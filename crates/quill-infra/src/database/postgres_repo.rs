//! PostgreSQL repository implementations.

use async_trait::async_trait;
use sea_orm::{ActiveModelTrait, ColumnTrait, DbConn, EntityTrait, QueryFilter, QueryOrder};
use uuid::Uuid;

use quill_core::domain::{Category, Comment, Post, PostCategory, PostTag, Tag, User};
use quill_core::error::RepoError;
use quill_core::ports::{
    CategoryRepository, CommentRepository, PostCategoryRepository, PostRepository,
    PostTagRepository, TagRepository, UserRepository,
};

use super::entity::category::{self, Entity as CategoryEntity};
use super::entity::comment::{self, Entity as CommentEntity};
use super::entity::post::{self, Entity as PostEntity};
use super::entity::post_category::{self, Entity as PostCategoryEntity};
use super::entity::post_tag::{self, Entity as PostTagEntity};
use super::entity::tag::{self, Entity as TagEntity};
use super::entity::user::{self, Entity as UserEntity};
use super::postgres_base::{PostgresBaseRepository, map_db_err};

/// PostgreSQL user repository.
pub type PostgresUserRepository = PostgresBaseRepository<UserEntity, user::ActiveModel>;

/// PostgreSQL post repository.
pub type PostgresPostRepository = PostgresBaseRepository<PostEntity, post::ActiveModel>;

/// PostgreSQL category repository.
pub type PostgresCategoryRepository = PostgresBaseRepository<CategoryEntity, category::ActiveModel>;

/// PostgreSQL tag repository.
pub type PostgresTagRepository = PostgresBaseRepository<TagEntity, tag::ActiveModel>;

/// PostgreSQL comment repository.
pub type PostgresCommentRepository = PostgresBaseRepository<CommentEntity, comment::ActiveModel>;

// Mask email for logging to avoid PII in logs
fn mask_email(email: &str) -> String {
    match email.split_once('@') {
        Some((local, domain)) => {
            let first: String = local.chars().take(1).collect();
            format!("{first}***@{domain}")
        }
        None => "***".to_string(),
    }
}

#[async_trait]
impl UserRepository for PostgresUserRepository {
    async fn find_by_email(&self, email: &str) -> Result<Option<User>, RepoError> {
        tracing::debug!(user_email = %mask_email(email), "Finding user by email");

        let result = UserEntity::find()
            .filter(user::Column::Email.eq(email))
            .one(&self.db)
            .await
            .map_err(|e| RepoError::Query(e.to_string()))?;

        Ok(result.map(Into::into))
    }
}

#[async_trait]
impl PostRepository for PostgresPostRepository {
    async fn find_by_title(&self, title: &str) -> Result<Option<Post>, RepoError> {
        let result = PostEntity::find()
            .filter(post::Column::Title.eq(title))
            .order_by_asc(post::Column::CreatedAt)
            .one(&self.db)
            .await
            .map_err(|e| RepoError::Query(e.to_string()))?;

        Ok(result.map(Into::into))
    }

    async fn find_by_title_and_owner(
        &self,
        title: &str,
        user_id: Uuid,
    ) -> Result<Option<Post>, RepoError> {
        let result = PostEntity::find()
            .filter(post::Column::Title.eq(title))
            .filter(post::Column::UserId.eq(user_id))
            .one(&self.db)
            .await
            .map_err(|e| RepoError::Query(e.to_string()))?;

        Ok(result.map(Into::into))
    }

    async fn find_all(&self) -> Result<Vec<Post>, RepoError> {
        let result = PostEntity::find()
            .order_by_asc(post::Column::CreatedAt)
            .all(&self.db)
            .await
            .map_err(|e| RepoError::Query(e.to_string()))?;

        Ok(result.into_iter().map(Into::into).collect())
    }
}

#[async_trait]
impl CategoryRepository for PostgresCategoryRepository {
    async fn find_by_name(&self, name: &str) -> Result<Option<Category>, RepoError> {
        let result = CategoryEntity::find()
            .filter(category::Column::Name.eq(name))
            .one(&self.db)
            .await
            .map_err(|e| RepoError::Query(e.to_string()))?;

        Ok(result.map(Into::into))
    }

    async fn find_all(&self) -> Result<Vec<Category>, RepoError> {
        let result = CategoryEntity::find()
            .order_by_asc(category::Column::Name)
            .all(&self.db)
            .await
            .map_err(|e| RepoError::Query(e.to_string()))?;

        Ok(result.into_iter().map(Into::into).collect())
    }
}

#[async_trait]
impl TagRepository for PostgresTagRepository {
    async fn find_by_name(&self, name: &str) -> Result<Option<Tag>, RepoError> {
        let result = TagEntity::find()
            .filter(tag::Column::Name.eq(name))
            .one(&self.db)
            .await
            .map_err(|e| RepoError::Query(e.to_string()))?;

        Ok(result.map(Into::into))
    }

    async fn find_all(&self) -> Result<Vec<Tag>, RepoError> {
        let result = TagEntity::find()
            .order_by_asc(tag::Column::Name)
            .all(&self.db)
            .await
            .map_err(|e| RepoError::Query(e.to_string()))?;

        Ok(result.into_iter().map(Into::into).collect())
    }
}

#[async_trait]
impl CommentRepository for PostgresCommentRepository {
    async fn find_for_post(&self, id: Uuid, post_id: Uuid) -> Result<Option<Comment>, RepoError> {
        let result = CommentEntity::find()
            .filter(comment::Column::Id.eq(id))
            .filter(comment::Column::PostId.eq(post_id))
            .one(&self.db)
            .await
            .map_err(|e| RepoError::Query(e.to_string()))?;

        Ok(result.map(Into::into))
    }

    async fn find_for_post_by_author(
        &self,
        id: Uuid,
        post_id: Uuid,
        user_id: Uuid,
    ) -> Result<Option<Comment>, RepoError> {
        let result = CommentEntity::find()
            .filter(comment::Column::Id.eq(id))
            .filter(comment::Column::PostId.eq(post_id))
            .filter(comment::Column::UserId.eq(user_id))
            .one(&self.db)
            .await
            .map_err(|e| RepoError::Query(e.to_string()))?;

        Ok(result.map(Into::into))
    }

    async fn find_all_for_post(&self, post_id: Uuid) -> Result<Vec<Comment>, RepoError> {
        let result = CommentEntity::find()
            .filter(comment::Column::PostId.eq(post_id))
            .order_by_asc(comment::Column::CreatedAt)
            .all(&self.db)
            .await
            .map_err(|e| RepoError::Query(e.to_string()))?;

        Ok(result.into_iter().map(Into::into).collect())
    }
}

/// PostgreSQL post/category bridge repository. The composite key does not
/// fit the generic base, so this one is written out by hand.
pub struct PostgresPostCategoryRepository {
    db: DbConn,
}

impl PostgresPostCategoryRepository {
    pub fn new(db: DbConn) -> Self {
        Self { db }
    }
}

#[async_trait]
impl PostCategoryRepository for PostgresPostCategoryRepository {
    async fn find(
        &self,
        post_id: Uuid,
        category_id: Uuid,
    ) -> Result<Option<PostCategory>, RepoError> {
        let result = PostCategoryEntity::find_by_id((post_id, category_id))
            .one(&self.db)
            .await
            .map_err(|e| RepoError::Query(e.to_string()))?;

        Ok(result.map(Into::into))
    }

    async fn insert(&self, link: PostCategory) -> Result<PostCategory, RepoError> {
        let active_model: post_category::ActiveModel = link.into();
        let model = active_model.insert(&self.db).await.map_err(map_db_err)?;

        Ok(model.into())
    }

    async fn delete(&self, post_id: Uuid, category_id: Uuid) -> Result<(), RepoError> {
        let result = PostCategoryEntity::delete_by_id((post_id, category_id))
            .exec(&self.db)
            .await
            .map_err(|e| RepoError::Query(e.to_string()))?;

        if result.rows_affected == 0 {
            return Err(RepoError::NotFound);
        }

        Ok(())
    }

    async fn categories_of_post(&self, post_id: Uuid) -> Result<Vec<Category>, RepoError> {
        let rows = PostCategoryEntity::find()
            .filter(post_category::Column::PostId.eq(post_id))
            .find_also_related(CategoryEntity)
            .all(&self.db)
            .await
            .map_err(|e| RepoError::Query(e.to_string()))?;

        Ok(rows
            .into_iter()
            .filter_map(|(_, category)| category.map(Into::into))
            .collect())
    }

    async fn posts_with_category(&self, category_id: Uuid) -> Result<Vec<Post>, RepoError> {
        let rows = PostCategoryEntity::find()
            .filter(post_category::Column::CategoryId.eq(category_id))
            .find_also_related(PostEntity)
            .order_by_asc(post::Column::CreatedAt)
            .all(&self.db)
            .await
            .map_err(|e| RepoError::Query(e.to_string()))?;

        Ok(rows
            .into_iter()
            .filter_map(|(_, found)| found.map(Into::into))
            .collect())
    }
}

/// PostgreSQL post/tag bridge repository.
pub struct PostgresPostTagRepository {
    db: DbConn,
}

impl PostgresPostTagRepository {
    pub fn new(db: DbConn) -> Self {
        Self { db }
    }
}

#[async_trait]
impl PostTagRepository for PostgresPostTagRepository {
    async fn find(&self, post_id: Uuid, tag_id: Uuid) -> Result<Option<PostTag>, RepoError> {
        let result = PostTagEntity::find_by_id((post_id, tag_id))
            .one(&self.db)
            .await
            .map_err(|e| RepoError::Query(e.to_string()))?;

        Ok(result.map(Into::into))
    }

    async fn insert(&self, link: PostTag) -> Result<PostTag, RepoError> {
        let active_model: post_tag::ActiveModel = link.into();
        let model = active_model.insert(&self.db).await.map_err(map_db_err)?;

        Ok(model.into())
    }

    async fn delete(&self, post_id: Uuid, tag_id: Uuid) -> Result<(), RepoError> {
        let result = PostTagEntity::delete_by_id((post_id, tag_id))
            .exec(&self.db)
            .await
            .map_err(|e| RepoError::Query(e.to_string()))?;

        if result.rows_affected == 0 {
            return Err(RepoError::NotFound);
        }

        Ok(())
    }

    async fn tags_of_post(&self, post_id: Uuid) -> Result<Vec<Tag>, RepoError> {
        let rows = PostTagEntity::find()
            .filter(post_tag::Column::PostId.eq(post_id))
            .find_also_related(TagEntity)
            .all(&self.db)
            .await
            .map_err(|e| RepoError::Query(e.to_string()))?;

        Ok(rows
            .into_iter()
            .filter_map(|(_, tag)| tag.map(Into::into))
            .collect())
    }

    async fn posts_with_tag(&self, tag_id: Uuid) -> Result<Vec<Post>, RepoError> {
        let rows = PostTagEntity::find()
            .filter(post_tag::Column::TagId.eq(tag_id))
            .find_also_related(PostEntity)
            .order_by_asc(post::Column::CreatedAt)
            .all(&self.db)
            .await
            .map_err(|e| RepoError::Query(e.to_string()))?;

        Ok(rows
            .into_iter()
            .filter_map(|(_, found)| found.map(Into::into))
            .collect())
    }
}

Exercise objective.
Locate the word "UserEntity" in the data above. Copy every line carrying it.

Completed task.
use super::entity::user::{self, Entity as UserEntity};
pub type PostgresUserRepository = PostgresBaseRepository<UserEntity, user::ActiveModel>;
        let result = UserEntity::find()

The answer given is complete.